Over 95,000 renal transplantation procedures were completed in 2021. Invasive aspergillosis (IA) affects about 1 in 250 to 1 in 43 renal transplant recipients. About 50% of cases occur in the first 6 months after transplantation; the median time of onset is nearly 3 years. Major risk factors for IA include old age, diabetes mellitus (especially if prior diabetic nephropathy), delayed graft function, acute graft rejection, chronic obstructive pulmonary disease, cytomegalovirus disease, and neutropenia. Hospital construction, demolition activities, and residential refurbishments also increase the risk. Parenchymal pulmonary infection is the most common (~75%), and bronchial, sinus, cerebral, and disseminated disease are less common. Typical pulmonary features of fever, dyspnea, cough, and hemoptysis are seen in most patients, but 20% have non-specific general features of illness.
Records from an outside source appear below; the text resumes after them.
//! Player service façade and bootstrap helpers.
//!
//! This crate wires a host-provided [`AudioEngine`] implementation into the
//! player core: it owns the controller behind a mutex, pumps engine events
//! back into the controller's single dispatch path, and ties the position
//! poller's lifecycle to playback sessions. Host applications construct one
//! [`PlayerService`] at startup and share it with their UI layer: there is
//! exactly one device audio output, so there is exactly one service per app
//! session.
//!
//! ```ignore
//! use core_service::PlayerService;
//! use core_player::PlayerConfig;
//!
//! let service = PlayerService::builder()
//!     .audio_engine(Box::new(MyWebAudioEngine::new()))
//!     .config(PlayerConfig::default())
//!     .build()?;
//!
//! let mut events = service.subscribe();
//! service.play_queue(tracks, 0);
//! ```
//!
//! The builder fails fast with an actionable [`CoreError::CapabilityMissing`]
//! when the host forgets to inject an engine; there is no ambient default.

pub mod error;

pub use error::{CoreError, Result};

use bridge_traits::audio::{AudioEngine, EngineEvent, EngineEventSink};
use core_player::{
    PlaybackState, PlayerConfig, PlayerController, PositionPoller, SeekDragState, TrackDescriptor,
};
use core_runtime::events::{CoreEvent, EventBus, EventStream, Receiver};

use parking_lot::Mutex;
use std::sync::Arc;
use std::time::Duration;
use tokio::sync::mpsc;
use tokio::task::JoinHandle;
use tracing::debug;

/// Primary façade exposed to host applications.
///
/// Cheap to clone; all clones share the same controller, event bus, and
/// poller. Must be constructed from within a tokio runtime (the engine event
/// pump and poller are spawned tasks).
#[derive(Clone)]
pub struct PlayerService {
    inner: Arc<ServiceInner>,
}

struct ServiceInner {
    controller: Arc<Mutex<PlayerController>>,
    events: EventBus,
    seek_drag: SeekDragState,
    poller: Arc<Mutex<Option<PositionPoller>>>,
    config: PlayerConfig,
    pump: JoinHandle<()>,
}

impl Drop for ServiceInner {
    fn drop(&mut self) {
        self.pump.abort();
        self.poller.lock().take();
    }
}

impl PlayerService {
    /// Start building a service.
    pub fn builder() -> PlayerServiceBuilder {
        PlayerServiceBuilder::default()
    }

    // ========================================================================
    // Transport commands (delegated to the controller)
    // ========================================================================

    /// Play a single track as a one-element queue.
    pub fn play_single(&self, track: TrackDescriptor) {
        self.inner.controller.lock().play_single(track);
        self.sync_poller();
    }

    /// Replace the queue and start playback at `start_index`. Empty or
    /// out-of-range input is a silent no-op.
    pub fn play_queue(&self, tracks: Vec<TrackDescriptor>, start_index: usize) {
        self.inner.controller.lock().play_queue(tracks, start_index);
        self.sync_poller();
    }

    /// Pause when playing, resume when paused.
    pub fn toggle_play_pause(&self) {
        self.inner.controller.lock().toggle_play_pause();
    }

    /// Advance to the next queue entry (no-op at the tail).
    pub fn next(&self) {
        self.inner.controller.lock().next();
        self.sync_poller();
    }

    /// Smart rewind / previous queue entry.
    pub fn previous(&self) {
        self.inner.controller.lock().previous();
        self.sync_poller();
    }

    /// Store and apply volume (`0.0..=1.0`, caller clamps).
    pub fn set_volume(&self, volume: f32) {
        self.inner.controller.lock().set_volume(volume);
    }

    /// Seek the live session; ignored when nothing is loaded or ready.
    pub fn seek(&self, position: Duration) {
        self.inner.controller.lock().seek(position);
    }

    // ========================================================================
    // Seek drag (poller suspension)
    // ========================================================================

    /// The UI started dragging a seek control; progress publication pauses.
    pub fn begin_seek_drag(&self) {
        self.inner.seek_drag.begin();
    }

    /// The UI released the seek control; progress publication resumes after
    /// the configured settle delay.
    pub fn end_seek_drag(&self) {
        self.inner.seek_drag.release(self.inner.config.seek_drag_settle);
    }

    /// Whether a seek drag is currently suppressing progress publication.
    pub fn is_seek_dragging(&self) -> bool {
        self.inner.seek_drag.is_dragging()
    }

    // ========================================================================
    // Observation
    // ========================================================================

    /// Snapshot of the current playback state.
    pub fn state(&self) -> PlaybackState {
        self.inner.controller.lock().state()
    }

    /// Subscribe to all core events.
    pub fn subscribe(&self) -> Receiver<CoreEvent> {
        self.inner.events.subscribe()
    }

    /// Subscribe with a filter, e.g. progress samples only.
    pub fn event_stream(&self) -> EventStream {
        EventStream::new(self.inner.events.subscribe())
    }

    /// The shared event bus.
    pub fn events(&self) -> &EventBus {
        &self.inner.events
    }

    /// Whether the position poller is currently running.
    pub fn is_polling(&self) -> bool {
        self.inner
            .poller
            .lock()
            .as_ref()
            .map(|p| !p.is_stopped())
            .unwrap_or(false)
    }

    // ========================================================================
    // Poller lifecycle
    // ========================================================================

    /// Start the poller when a session is live, stop it when none is.
    ///
    /// Called after every command and after every pumped engine event, so the
    /// poller lifecycle tracks session lifecycle without the controller
    /// knowing the poller exists.
    fn sync_poller(&self) {
        Self::sync_poller_inner(
            &self.inner.controller,
            &self.inner.poller,
            &self.inner.seek_drag,
            &self.inner.events,
            self.inner.config.progress_interval,
        );
    }

    fn sync_poller_inner(
        controller: &Arc<Mutex<PlayerController>>,
        poller: &Arc<Mutex<Option<PositionPoller>>>,
        seek_drag: &SeekDragState,
        events: &EventBus,
        interval: Duration,
    ) {
        let live = controller.lock().has_session();
        let mut slot = poller.lock();
        match (live, slot.is_some()) {
            (true, false) => {
                debug!("session live; starting position poller");
                *slot = Some(PositionPoller::spawn(
                    Arc::clone(controller),
                    seek_drag.clone(),
                    events.clone(),
                    interval,
                ));
            }
            (false, true) => {
                debug!("no live session; stopping position poller");
                slot.take();
            }
            _ => {}
        }
    }
}

/// Builder for [`PlayerService`] with fail-fast capability validation.
#[derive(Default)]
pub struct PlayerServiceBuilder {
    engine: Option<Box<dyn AudioEngine>>,
    config: Option<PlayerConfig>,
}

impl PlayerServiceBuilder {
    /// Inject the host's audio engine implementation (required).
    pub fn audio_engine(mut self, engine: Box<dyn AudioEngine>) -> Self {
        self.engine = Some(engine);
        self
    }

    /// Override the player configuration (defaults apply otherwise).
    pub fn config(mut self, config: PlayerConfig) -> Self {
        self.config = Some(config);
        self
    }

    /// Validate, wire, and start the service.
    ///
    /// Spawns the engine event pump; must be called from within a tokio
    /// runtime.
    pub fn build(self) -> Result<PlayerService> {
        let engine = self.engine.ok_or_else(|| CoreError::CapabilityMissing {
            capability: "AudioEngine".to_string(),
            message: "No audio engine implementation provided. \
                      Web: inject the HTML5 audio adapter. \
                      Desktop: inject the native media engine adapter."
                .to_string(),
        })?;
        let config = self.config.unwrap_or_default();

        let events = EventBus::new(config.event_buffer_size);
        let seek_drag = SeekDragState::new();

        // Engine events funnel through one channel into the controller's
        // single dispatch path; the sink side is what engines clone per
        // handle.
        let (engine_tx, mut engine_rx) = mpsc::unbounded_channel::<EngineEvent>();
        let sink = EngineEventSink::new(move |event| {
            engine_tx.send(event).ok();
        });

        let controller = Arc::new(Mutex::new(PlayerController::new(
            engine,
            sink,
            events.clone(),
            &config,
        )));
        let poller: Arc<Mutex<Option<PositionPoller>>> = Arc::new(Mutex::new(None));

        let pump = {
            let controller = Arc::clone(&controller);
            let poller = Arc::clone(&poller);
            let seek_drag = seek_drag.clone();
            let events = events.clone();
            let interval = config.progress_interval;
            tokio::spawn(async move {
                while let Some(event) = engine_rx.recv().await {
                    controller.lock().handle_engine_event(event);
                    // Auto-advance and queue exhaustion change session
                    // liveness without a user command.
                    PlayerService::sync_poller_inner(
                        &controller,
                        &poller,
                        &seek_drag,
                        &events,
                        interval,
                    );
                }
            })
        };

        Ok(PlayerService {
            inner: Arc::new(ServiceInner {
                controller,
                events,
                seek_drag,
                poller,
                config,
                pump,
            }),
        })
    }
}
Non-specific infiltrates and pulmonary nodules are the commonest radiological features, with bilateral disease carrying a worse prognosis. Bronchoscopy for direct microscopy, fungal culture, and Aspergillus antigen are the fastest means of establishing the diagnosis; a positive serum Aspergillus antigen presages a worse outcome. Standard therapy includes voriconazole, isavuconazole, or posaconazole, with great attention necessary to assess likely drug-drug interactions. Liposomal amphotericin B and echinocandins are less effective. A reduction in or stopping immunosuppression needs careful consideration, given the overall mortality of IA in renal-transplanted patients; continuing corticosteroid after the diagnosis of IA increases mortality by 2.5 times. Surgical resection or the addition of a gamma interferon should also be considered.